Nazwisko nowego ministra sprawiedliwości poznamy na początku przyszłego tygodnia – zapowiedziała rzeczniczka rządu Małgorzata Kidawa-Błońska. Do tego czasu możemy jedynie spekulować na temat ewentualnych nominacji, jednak już teraz kilka nazwisk pojawia się bardzo często.
Decyzję w sprawie ewentualnej dymisji Grabarczyka Ewa Kopacz miała podjąć po zakończeniu prokuratorskiego śledztwa. Grabarczyk uznał jednak, że “ministra sprawiedliwości nie mogą dotykać żadne podejrzenia i nie może pracować w takiej sytuacji”. Kto przejmie resort kilka miesięcy przed wyborami?
Kozdroń od “czarnej, mrówczej roboty”
Naturalnym kandydatem wydaje się Jerzy Kozdroń – wiceminister w MS, związany z Platformą od początku jej istnienia. W 2013 roku, kiedy miał objąć stanowisko ministerialne, “Dziennik Bałtycki” pisał o jego “kontrowersyjnej przeszłości”.
Według “DB” Kozdroń należał do partii-przybudówek do PZPR, miał niespodziewanie szybko zostać szefem tzw.
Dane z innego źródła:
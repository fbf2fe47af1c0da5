//! Game domain types: modes, rulesets, map statuses and modifiers.

mod enums;
mod mods;

pub use enums::*;
pub use mods::*;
Podstawowej Organizacji Partyjnej, a wcześniej prowadził pokazowe procesy w Celulozie, fabryce w jego rodzinnym Kwidzynie. Wraz z nadejściem festiwalu “Solidarności” wiceminister miał natomiast deklarować chęć współpracy z opozycją. Jednocześnie został członkiem krajowego sądu koleżeńskiego w Związku Socjalistycznej Młodzieży Polskiej.
Po wybuchu stanu wojennego odmówił stosowania dekretu i oddał legitymację partyjną, a tym samym stracił pracę. W 1990 roku wyrzucono go z “S” za – jak sam twierdzi – niechęć wobec akcji protestacyjnej związkowców. Dawni opozycjoniści twierdzili jednak, że chodziło o związki firmy Kozdronia ze spółdzielnią mieszkaniową, która budowała domy dla siebie kosztem zakładu pracy i jego pracowników.
W 2012 roku ranking “Polityki” umieścił go wśród dziesięciu najbardziej pozytywnie wyróżniających się posłów.
Sam Kozdroń dementuje medialne rewelacje. – Jestem od czarnej, mrówczej roboty, a nie od ministrowania – ucina w rozmowie z “Dziennikiem Bałtyckim”.
Kalisz “niewygodny dla rządu”
Innym wymienianym często nazwiskiem jest Ryszard Kalisz, szef MSWiA w latach 2004-2005. O swojej ewentualnej kandydaturze mówi jednak: – To plotka. Nawet jakbym dostał jakąś propozycję – a nie dostałem – to byłbym dla rządu niewygodny.